Depression, Low-Self-Esteem, and Status Updates: Why I am Choosing Not to be on Facebook Right Now

Let me start with this: I LOVE Facebook. I effing love it. But right now, I just can’t be there.

By now, you’ve seen all the articles out there about how Facebook can be a bad and scary place for people with depression, anxiety, or low-self-esteem. In many people, Facebook can feed into a sense of narcissism. In my opinion, Facebook can also be highly addictive, especially for people with low-self-esteem who thrive on external validation. (Here is one more article about some of the reasons we love FB and may not recognize addiction to it).

Over the past few years, I became something like a Facebook addict. I checked the site several times a day, and often wasted upwards of an hour on the site. I posted something and then logged off, only to return ten minutes later and log back in to see if I had received a response. Often, my Facebook interactions were the only interactions I had with anyone other than my husband during the day. I posted funny things, provocative things, and, yes, sometimes I posted about how depressed I was. I almost always went back and deleted the depression posts, but part of me wasn’t embarrassed to post them. I sometimes got down on myself for having no job, for having a less-than-perfect marriage (AKA the sort of marriage most people actually have), for being overweight, and for being less than well-published. At the same time that I wanted the positive validation of my Facebook friends, I often could not handle the criticism and brazen rudeness of many commenters. I found myself getting in fights with people who wanted to start drama. I made a few over-sharing mistakes about chronic pain and depression.

And then Sandy Hook happened.

Toxic Atmosphere of Facebook Towards People with Depression

After the Sandy Hook shootings, my feed was suddenly full of even more postcard memes, even more partisan opinion pieces, and, sadly, a lot more negativity towards people with depression or other mood disorders and the mentally ill.

There had already been plenty of “depressed-people-just-need-to-smile-and-perk-up” (mental-health shaming) type garbage floating around on Facebook before Sandy Hook, much of it in the form of picture postcards: phrases like “if you are depressed, you live in the past and if you are anxious you live in the future, so live in the present!” were typed over photos of waves on the seashore (um, so, if I have depression and anxiety, I’m just traveling through time Doctor Who style day in and day out?). It was either that or, “choose your thoughts, and you won’t be depressed anymore!” in front of sunflowers or unicorns or something. Gee, who knew it was that easy?
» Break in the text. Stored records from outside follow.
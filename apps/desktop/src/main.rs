use std::{io::Write, path::PathBuf};

use anyhow::{anyhow, bail, Context, Result};
use clap::Parser;
use client_core::{load_settings, Action, App, InteractionController, NodeId, Outcome, SkipReason};
use shared::domain::{CreatureId, TrainerId};
use tokio::{
    io::{AsyncBufRead, AsyncBufReadExt, BufReader},
    task::{JoinError, JoinSet},
};
use tracing_subscriber::EnvFilter;

#[derive(Parser, Debug)]
#[command(about = "Browse trainers and manage their rosters")]
struct Args {
    /// Backend base URL, overriding config file and environment.
    #[arg(long)]
    base_url: Option<String>,
    /// Settings file (defaults to ./roster.toml).
    #[arg(long)]
    config: Option<PathBuf>,
    /// Print the rendered markup once and exit.
    #[arg(long)]
    once: bool,
}

#[derive(Debug, Clone, Copy, PartialEq, Eq)]
enum Activation {
    Click(NodeId),
    Dispatch(Action),
}

#[derive(Debug, PartialEq, Eq)]
enum Command {
    Show,
    Tree,
    Activate(Activation),
    Help,
    Quit,
}

fn parse_command(line: &str) -> Result<Option<Command>> {
    let mut words = line.split_whitespace();
    let Some(head) = words.next() else {
        return Ok(None);
    };
    let arg = words.next();
    let number = |what: &str| -> Result<i64> {
        let raw = arg.ok_or_else(|| anyhow!("{head} needs a {what}"))?;
        raw.parse()
            .with_context(|| format!("{raw:?} is not a valid {what}"))
    };

    let command = match head {
        "show" => Command::Show,
        "tree" => Command::Tree,
        "click" => {
            let raw = arg.ok_or_else(|| anyhow!("click needs a node id"))?;
            Command::Activate(Activation::Click(
                raw.parse()
                    .with_context(|| format!("{raw:?} is not a node id"))?,
            ))
        }
        "add" => Command::Activate(Activation::Dispatch(Action::AddCreature {
            trainer_id: TrainerId(number("trainer id")?),
        })),
        "release" => Command::Activate(Activation::Dispatch(Action::ReleaseCreature {
            creature_id: CreatureId(number("creature id")?),
        })),
        "help" | "?" => Command::Help,
        "quit" | "exit" => Command::Quit,
        other => bail!("unknown command {other:?}; try `help`"),
    };
    Ok(Some(command))
}

fn describe(outcome: &Outcome) -> String {
    match outcome {
        Outcome::Released { creature_id, .. } => format!("released creature {creature_id}"),
        Outcome::Added {
            trainer_id,
            creature,
            ..
        } => format!("trainer {trainer_id} received {}", creature.label()),
        Outcome::Skipped(SkipReason::NoAction(node)) => format!("node {node} does nothing"),
        Outcome::Skipped(SkipReason::RosterFull { trainer_id, size }) => {
            format!("trainer {trainer_id} already has {size} creatures")
        }
        Outcome::Skipped(SkipReason::UnknownTrainer(trainer_id)) => {
            format!("no card for trainer {trainer_id}")
        }
        Outcome::Skipped(SkipReason::EntryGone(creature_id)) => {
            format!("creature {creature_id} was no longer shown")
        }
        Outcome::Failed(err) => format!("failed: {err}"),
    }
}

const HELP: &str = "commands: show | tree | click <node> | add <trainer_id> | release <creature_id> | quit";

async fn activate(controller: InteractionController, activation: Activation) -> Outcome {
    tracing::debug!(?activation, "activation started");
    match activation {
        Activation::Click(node) => controller.click(node).await,
        Activation::Dispatch(action) => controller.dispatch(action).await,
    }
}

fn print_outcome(out: &mut impl Write, joined: Result<Outcome, JoinError>) -> Result<()> {
    match joined {
        Ok(outcome) => writeln!(out, "{}", describe(&outcome))?,
        Err(err) => tracing::warn!(error = %err, "activation task failed"),
    }
    Ok(())
}

/// Reads commands until `quit` or end of input. Activations run
/// concurrently and report in completion order; any still in flight are
/// awaited before returning.
async fn run(app: &App, input: impl AsyncBufRead + Unpin, out: &mut impl Write) -> Result<()> {
    let mut lines = input.lines();
    let mut in_flight = JoinSet::new();

    loop {
        tokio::select! {
            Some(joined) = in_flight.join_next(), if !in_flight.is_empty() => {
                print_outcome(out, joined)?;
            }
            line = lines.next_line() => {
                let Some(line) = line.context("failed to read input")? else {
                    break;
                };
                match parse_command(&line) {
                    Ok(None) => {}
                    Ok(Some(Command::Show)) => writeln!(out, "{}", app.html().await)?,
                    Ok(Some(Command::Tree)) => {
                        for line in app.outline().await {
                            writeln!(out, "{line}")?;
                        }
                    }
                    Ok(Some(Command::Help)) => writeln!(out, "{HELP}")?,
                    Ok(Some(Command::Quit)) => break,
                    Ok(Some(Command::Activate(activation))) => {
                        in_flight.spawn(activate(app.controller().clone(), activation));
                    }
                    Err(err) => writeln!(out, "{err:#}")?,
                }
            }
        }
    }

    while let Some(joined) = in_flight.join_next().await {
        print_outcome(out, joined)?;
    }
    Ok(())
}

#[tokio::main]
async fn main() -> Result<()> {
    let args = Args::parse();
    let mut settings =
        load_settings(args.config.as_deref()).context("failed to load settings")?;
    if let Some(base_url) = args.base_url {
        settings.base_url = base_url;
    }

    tracing_subscriber::fmt()
        .with_env_filter(
            EnvFilter::try_from_default_env()
                .unwrap_or_else(|_| EnvFilter::new(&settings.log_filter)),
        )
        .init();

    let app = App::connect(&settings)
        .await
        .context("failed to start trainer roster")?;

    if args.once {
        println!("{}", app.html().await);
        return Ok(());
    }

    println!("{HELP}");
    run(&app, BufReader::new(tokio::io::stdin()), &mut std::io::stdout()).await?;

    tracing::info!("input closed, leaving trainer roster");
    Ok(())
}

#[cfg(test)]
mod tests {
    use super::*;
    use std::{sync::Arc, time::Duration};

    use async_trait::async_trait;
    use client_core::{RemoteStore, StoreError};
    use shared::domain::{Creature, Trainer};

    /// Answers every create slowly so the activation is still in flight
    /// when input ends.
    struct SlowStore;

    #[async_trait]
    impl RemoteStore for SlowStore {
        async fn list_trainers(&self) -> Result<Vec<Trainer>, StoreError> {
            Ok(vec![Trainer {
                id: TrainerId(1),
                name: "Ash".into(),
                creatures: Vec::new(),
            }])
        }

        async fn delete_creature(&self, _id: CreatureId) -> Result<(), StoreError> {
            tokio::time::sleep(Duration::from_millis(50)).await;
            Ok(())
        }

        async fn create_creature(&self, trainer_id: TrainerId) -> Result<Creature, StoreError> {
            tokio::time::sleep(Duration::from_millis(50)).await;
            Ok(Creature {
                id: CreatureId(11),
                nickname: "Squirt".into(),
                species: "Squirtle".into(),
                trainer_id: Some(trainer_id),
            })
        }
    }

    #[tokio::test]
    async fn end_of_input_waits_for_in_flight_activations() {
        let app = App::launch(Arc::new(SlowStore)).await;
        let mut out = Vec::new();

        run(&app, "add 1\n".as_bytes(), &mut out)
            .await
            .expect("run");

        let printed = String::from_utf8(out).expect("utf8");
        assert_eq!(printed, "trainer 1 received Squirt (Squirtle)\n");
        assert!(app.html().await.contains("Squirt (Squirtle)"));
    }

    #[tokio::test]
    async fn quit_also_drains_and_reports_bad_lines() {
        let app = App::launch(Arc::new(SlowStore)).await;
        let mut out = Vec::new();

        run(&app, "catch 3\nclick #0\nquit\nadd 1\n".as_bytes(), &mut out)
            .await
            .expect("run");

        let printed = String::from_utf8(out).expect("utf8");
        assert!(printed.starts_with("unknown command \"catch\""));
        assert!(printed.contains("node 0 does nothing"));
        assert!(!printed.contains("received"));
    }

    #[test]
    fn parses_actions_and_node_clicks() {
        assert_eq!(
            parse_command("add 1").expect("parse"),
            Some(Command::Activate(Activation::Dispatch(Action::AddCreature {
                trainer_id: TrainerId(1)
            })))
        );
        assert_eq!(
            parse_command("  release 10 ").expect("parse"),
            Some(Command::Activate(Activation::Dispatch(
                Action::ReleaseCreature {
                    creature_id: CreatureId(10)
                }
            )))
        );
        assert_eq!(
            parse_command("click #5").expect("parse"),
            Some(Command::Activate(Activation::Click(
                "5".parse().expect("node")
            )))
        );
        assert_eq!(parse_command("").expect("parse"), None);
    }

    #[test]
    fn rejects_bad_input() {
        assert!(parse_command("add").is_err());
        assert!(parse_command("release pika").is_err());
        assert!(parse_command("catch 3").is_err());
    }

    #[test]
    fn describes_full_roster() {
        let text = describe(&Outcome::Skipped(SkipReason::RosterFull {
            trainer_id: TrainerId(2),
            size: 6,
        }));
        assert_eq!(text, "trainer 2 already has 6 creatures");
    }
}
But as soon a Sandy Hook hit, we were suddenly in the midst of a “national conversation” about mental health. The shooter was depressed. Oh, no, wait, he was schizophrenic. Oh, no, wait, he had bi-polar. Now it’s something else. Status updates on my feed ranged from “let’s lock up all the crazies!” to “mentally ill kids should not be allowed in schools, period,” to “there should be a public list of everyone in the US who has a mental disorder.” The NRA’s Wayne LaPierre also advocated a public listing of the mentally ill. When I suggested in a post that we cut back on shaming and stigmatizing the mentally ill, let alone stop perpetrating a false correlation between a mental health problems and violence, one particularly non-sensical person wrote that I must think the mentally ill were possessed by demons (um, yeah, still trying to figure that one out).

Seeing Someone Else’s Facebook Addiction and Realizing How Ugly it Really Is

Anyway, there were a lot of reasons to get away from FB, the toxic atmosphere being one, but it took a trip home at Christmas  for me to realize that I needed to be away from Facebook in order to help get my life back on track. While I was home for Christmas, I got to observe two relatives over-using facebook on a massive scale. These people got up in the morning and checked Facebook first thing. They updated their statuses four, five, and even six times a day, not to mention posting articles and making comments on other people’s posts. Their updates were attention-seeking, narcissistic, and made to either garner sympathy or praise. Seeing one of them watch a movie with an open laptop, updating his status all the while, and then go out to eat, updating his status all the while, made me realize how useless and destructive FB can be for people. Rather than doing something to change their situations, both these people were sitting and posting about how awful their lives were to anyone who would listen. In a word, it was pathetic.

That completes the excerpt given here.